Given data:
//! Source adapters for the monitored government sites.
//!
//! Every site is reached through the same two-phase contract, [`SourceAdapter`]:
//!
//! 1. **Discovery**: parse the listing page into [`CandidateItem`]s, newest first
//! 2. **Content**: download one article and extract its text
//!
//! # Adapters
//!
//! | Listing kind | Module | Used by | Identifier |
//! |--------------|--------|---------|------------|
//! | `meetings` | [`meetings`] | gov.ro | container id (`sed_04_Iun`) |
//! | `generic` | [`listing`] | ministries | synthesized `{source}_{ordinal}_{date}` |
//!
//! # Failure policy
//!
//! Adapters never return errors. Transport and parse problems are logged and
//! turned into an empty candidate list or an empty [`FetchedPage`], which the
//! coordinator skips.

pub mod listing;
pub mod meetings;

use crate::config::{AppConfig, ListingConfig, SourceConfig};
use crate::errors::{IngestError, Result};
use crate::extractor::parse_selector;
use crate::http::PageFetcher;
use crate::models::{CandidateItem, Source};
use crate::utils::normalize_whitespace;
use futures::future::LocalBoxFuture;
use scraper::{Html, Selector};
use std::sync::Arc;
use tracing::{error, info, warn};
use url::Url;

/// A downloaded article.
#[derive(Debug)]
pub struct FetchedPage {
    /// Whitespace-normalized article text; empty when nothing was extracted.
    pub text: String,
    /// The parsed page, kept for selector-based point extraction.
    pub document: Option<Html>,
}

impl FetchedPage {
    pub fn empty() -> Self {
        Self {
            text: String::new(),
            document: None,
        }
    }
}

/// Discovery and content extraction for one site.
pub trait SourceAdapter {
    fn source(&self) -> Source;

    /// Candidates in listing order, newest first. Empty on any failure.
    fn discover(&self) -> LocalBoxFuture<'_, Vec<CandidateItem>>;

    /// Article text for `url`. Empty text on any failure.
    fn fetch_content<'a>(&'a self, url: &'a str) -> LocalBoxFuture<'a, FetchedPage>;
}

/// Ordered content selectors with a paragraph fallback.
#[derive(Debug)]
pub struct ContentSelectors {
    candidates: Vec<Selector>,
    paragraph: Selector,
}

impl ContentSelectors {
    pub fn new(selectors: &[String]) -> Result<Self> {
        Ok(Self {
            candidates: selectors
                .iter()
                .map(|s| parse_selector(s))
                .collect::<Result<Vec<_>>>()?,
            paragraph: parse_selector("p")?,
        })
    }

    /// Text of the first matching candidate, or of every paragraph when no
    /// candidate matches.
    pub fn extract(&self, doc: &Html) -> String {
        let selected = self
            .candidates
            .iter()
            .find_map(|s| doc.select(s).next())
            .map(|el| el.text().collect::<Vec<_>>().join(" "));

        let content = match selected {
            Some(text) if !text.trim().is_empty() => text,
            _ => doc
                .select(&self.paragraph)
                .map(|p| p.text().collect::<String>())
                .map(|t| t.trim().to_string())
                .filter(|t| !t.is_empty())
                .collect::<Vec<_>>()
                .join(" "),
        };
        normalize_whitespace(&content)
    }
}

/// Download and parse one article page.
pub(crate) async fn fetch_page<F: PageFetcher>(
    fetcher: &F,
    selectors: &ContentSelectors,
    source: Source,
    url: &str,
) -> FetchedPage {
    let body = match fetcher.get_text(url).await {
        Ok(body) => body,
        Err(e) => {
            error!(%source, %url, error = %e, "Article fetch failed");
            return FetchedPage::empty();
        }
    };
    let document = Html::parse_document(&body);
    let text = selectors.extract(&document);
    if text.is_empty() {
        let e = IngestError::Parse(format!("no content selector or paragraph matched {url}"));
        warn!(%source, error = %e, "No article text found");
    } else {
        info!(%source, %url, chars = text.chars().count(), "Extracted article text");
    }
    FetchedPage {
        text,
        document: Some(document),
    }
}

/// Resolve a possibly relative `href` against the site's base URL.
pub(crate) fn resolve_url(base: &Url, href: &str) -> Option<String> {
    base.join(href).ok().map(|u| u.to_string())
}

/// Build one adapter per configured source, in configuration order.
///
/// Fails only on configuration problems such as unparsable selectors.
pub fn build_adapters<F>(config: &AppConfig, fetcher: Arc<F>) -> Result<Vec<Box<dyn SourceAdapter>>>
where
    F: PageFetcher + 'static,
{
    config
        .sources
        .iter()
        .map(|source| build_adapter(source, Arc::clone(&fetcher)))
        .collect()
}

fn build_adapter<F>(source: &SourceConfig, fetcher: Arc<F>) -> Result<Box<dyn SourceAdapter>>
where
    F: PageFetcher + 'static,
{
    Ok(match &source.listing {
        ListingConfig::Meetings { .. } => Box::new(meetings::MeetingsAdapter::new(source, fetcher)?),
        ListingConfig::Generic { .. } => Box::new(listing::ListingAdapter::new(source, fetcher)?),
    })
}
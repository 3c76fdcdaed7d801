//! Utility functions for text cleanup, truncation, scheduling and file system checks.
//!
//! - Whitespace normalization and character-safe truncation of article text
//! - First-letter capitalization used by the simplifier
//! - Daily run-time parsing and the "is a pass due" check for the scheduler
//! - File system validation for the store location

use crate::errors::Result;
use chrono::{NaiveDate, NaiveDateTime, NaiveTime};
use std::fs as stdfs;
use std::path::Path;
use tokio::fs;
use tracing::{info, instrument};

/// Collapse every run of whitespace into a single space and trim the ends.
///
/// # Examples
///
/// ```ignore
/// assert_eq!(normalize_whitespace("  a \n\t b  "), "a b");
/// ```
pub fn normalize_whitespace(s: &str) -> String {
    s.split_whitespace().collect::<Vec<_>>().join(" ")
}

/// Cap `s` at `max` characters, appending `marker` when something was cut.
///
/// Text of at most `max` characters is returned unchanged, without marker.
/// Counting is done in characters so Romanian diacritics are never split.
pub fn truncate_content(s: &str, max: usize, marker: &str) -> String {
    match s.char_indices().nth(max) {
        None => s.to_string(),
        Some((byte_idx, _)) => format!("{}{}", &s[..byte_idx], marker),
    }
}

/// Truncate a string for logging purposes.
///
/// Long strings are cut to `max` characters with an ellipsis and a count of
/// the bytes that were dropped.
pub fn truncate_for_log(s: &str, max: usize) -> String {
    match s.char_indices().nth(max) {
        None => s.to_string(),
        Some((byte_idx, _)) => format!("{}…(+{} bytes)", &s[..byte_idx], s.len() - byte_idx),
    }
}

/// Capitalize the first character of a string.
///
/// # Examples
///
/// ```ignore
/// assert_eq!(upcase("școala"), "Școala");
/// assert_eq!(upcase(""), "");
/// ```
pub fn upcase(s: &str) -> String {
    let mut c = s.chars();
    match c.next() {
        None => String::new(),
        Some(f) => f.to_uppercase().collect::<String>() + c.as_str(),
    }
}

/// Replace the legacy cedilla forms of `ș` and `ț` with the comma-below ones.
///
/// Older pages still use `ş`/`ţ`; keyword tables are written with `ș`/`ț`.
pub fn fold_cedillas(s: &str) -> String {
    s.chars()
        .map(|c| match c {
            'ş' => 'ș',
            'ţ' => 'ț',
            'Ş' => 'Ș',
            'Ţ' => 'Ț',
            other => other,
        })
        .collect()
}

/// Parse a daily run time given as `HH:MM`.
pub fn parse_daily_time(s: &str) -> std::result::Result<NaiveTime, chrono::ParseError> {
    NaiveTime::parse_from_str(s, "%H:%M")
}

/// Whether the scheduled daily pass should run now.
///
/// A pass is due once the local time has reached `at`, unless a pass was
/// already started on the same calendar day.
pub fn pass_is_due(now: NaiveDateTime, at: NaiveTime, last_run: Option<NaiveDate>) -> bool {
    now.time() >= at && last_run != Some(now.date())
}

/// Ensure the directory holding `file_path` exists and is writable.
///
/// Creates the directory if needed, then writes and removes a probe file.
#[instrument(level = "info", skip_all, fields(path = %file_path))]
pub async fn ensure_writable_parent(file_path: &str) -> Result<()> {
    let dir = match Path::new(file_path).parent() {
        Some(p) if !p.as_os_str().is_empty() => p.to_path_buf(),
        _ => Path::new(".").to_path_buf(),
    };
    fs::create_dir_all(&dir).await?;
    let probe_path = dir.join("..__probe_write__");
    match stdfs::File::create(&probe_path) {
        Ok(_) => {
            let _ = stdfs::remove_file(&probe_path);
            info!(dir = %dir.display(), "Store directory is writable");
            Ok(())
        }
        Err(e) => Err(e.into()),
    }
}
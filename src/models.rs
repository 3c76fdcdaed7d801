//! Data models shared across the pipeline.
//!
//! - [`Source`]: key of a configured government site
//! - [`CandidateItem`]: one entry discovered on a source's listing page
//! - [`Record`]: a fully processed article as persisted in the store
//!
//! Records serialize with camelCase field names, which is the layout the
//! front-end reads from `scraped_articles.json`.

use serde::{Deserialize, Serialize};
use std::fmt;

/// A configured government web site.
#[derive(Debug, Clone, Copy, PartialEq, Eq, Hash, PartialOrd, Ord, Deserialize, Serialize)]
#[serde(rename_all = "lowercase")]
pub enum Source {
    /// Guvernul României (gov.ro), government meetings.
    Gov,
    /// Ministerul Afacerilor Interne.
    Mai,
    /// Ministerul Sănătății.
    Ms,
    /// Ministerul Educației.
    Edu,
    /// Ministerul Transporturilor și Infrastructurii.
    Mt,
}

impl Source {
    pub fn as_str(&self) -> &'static str {
        match self {
            Source::Gov => "gov",
            Source::Mai => "mai",
            Source::Ms => "ms",
            Source::Edu => "edu",
            Source::Mt => "mt",
        }
    }
}

impl fmt::Display for Source {
    fn fmt(&self, f: &mut fmt::Formatter<'_>) -> fmt::Result {
        f.write_str(self.as_str())
    }
}

/// An item found on a listing page, before its content is fetched.
#[derive(Debug, Clone, PartialEq, Eq)]
pub struct CandidateItem {
    /// Site token, or a synthesized `{source}_{ordinal}_{date}` id.
    pub id: String,
    pub url: String,
    pub title: String,
    /// Date as the site displays it.
    pub date_label: String,
}

/// Result of the classifier: taxonomy key plus its display form.
#[derive(Debug, Clone, PartialEq, Eq)]
pub struct Classification {
    pub key: String,
    pub emoji: String,
    pub label: String,
}

/// One processed article.
///
/// Records are created once by the coordinator and never mutated after they
/// have been persisted.
#[derive(Debug, Clone, PartialEq, Deserialize, Serialize)]
#[serde(rename_all = "camelCase")]
pub struct Record {
    /// Unique within `source`.
    pub id: String,
    pub source: Source,
    /// Site-native date string; not normalized across sources.
    pub date: String,
    pub title: String,
    pub url: String,
    /// Extracted page text, capped at the configured maximum length.
    pub raw_content: String,
    pub category: String,
    pub category_label: String,
    pub category_emoji: String,
    /// Between one and six short child-friendly statements.
    pub points: Vec<String>,
    pub simplified_content: String,
    /// RFC 3339 processing timestamp.
    pub scraped_at: String,
    #[serde(default)]
    pub is_new: bool,
}

#[cfg(test)]
pub(crate) fn sample_record(source: Source, id: &str) -> Record {
    Record {
        id: id.to_string(),
        source,
        date: "04_Iun".to_string(),
        title: format!("Articol {id}"),
        url: format!("https://gov.ro/{id}"),
        raw_content: "Conținut".to_string(),
        category: "general".to_string(),
        category_label: "General".to_string(),
        category_emoji: "📰".to_string(),
        points: vec!["Un lucru important".to_string()],
        simplified_content: "Conținut".to_string(),
        scraped_at: "2025-06-04T09:00:00+03:00".to_string(),
        is_new: true,
    }
}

Task to complete: Read each line of the material, and wherever the word "processed" turns up, copy that line.

Response:
//! - [`Record`]: a fully processed article as persisted in the store
/// One processed article.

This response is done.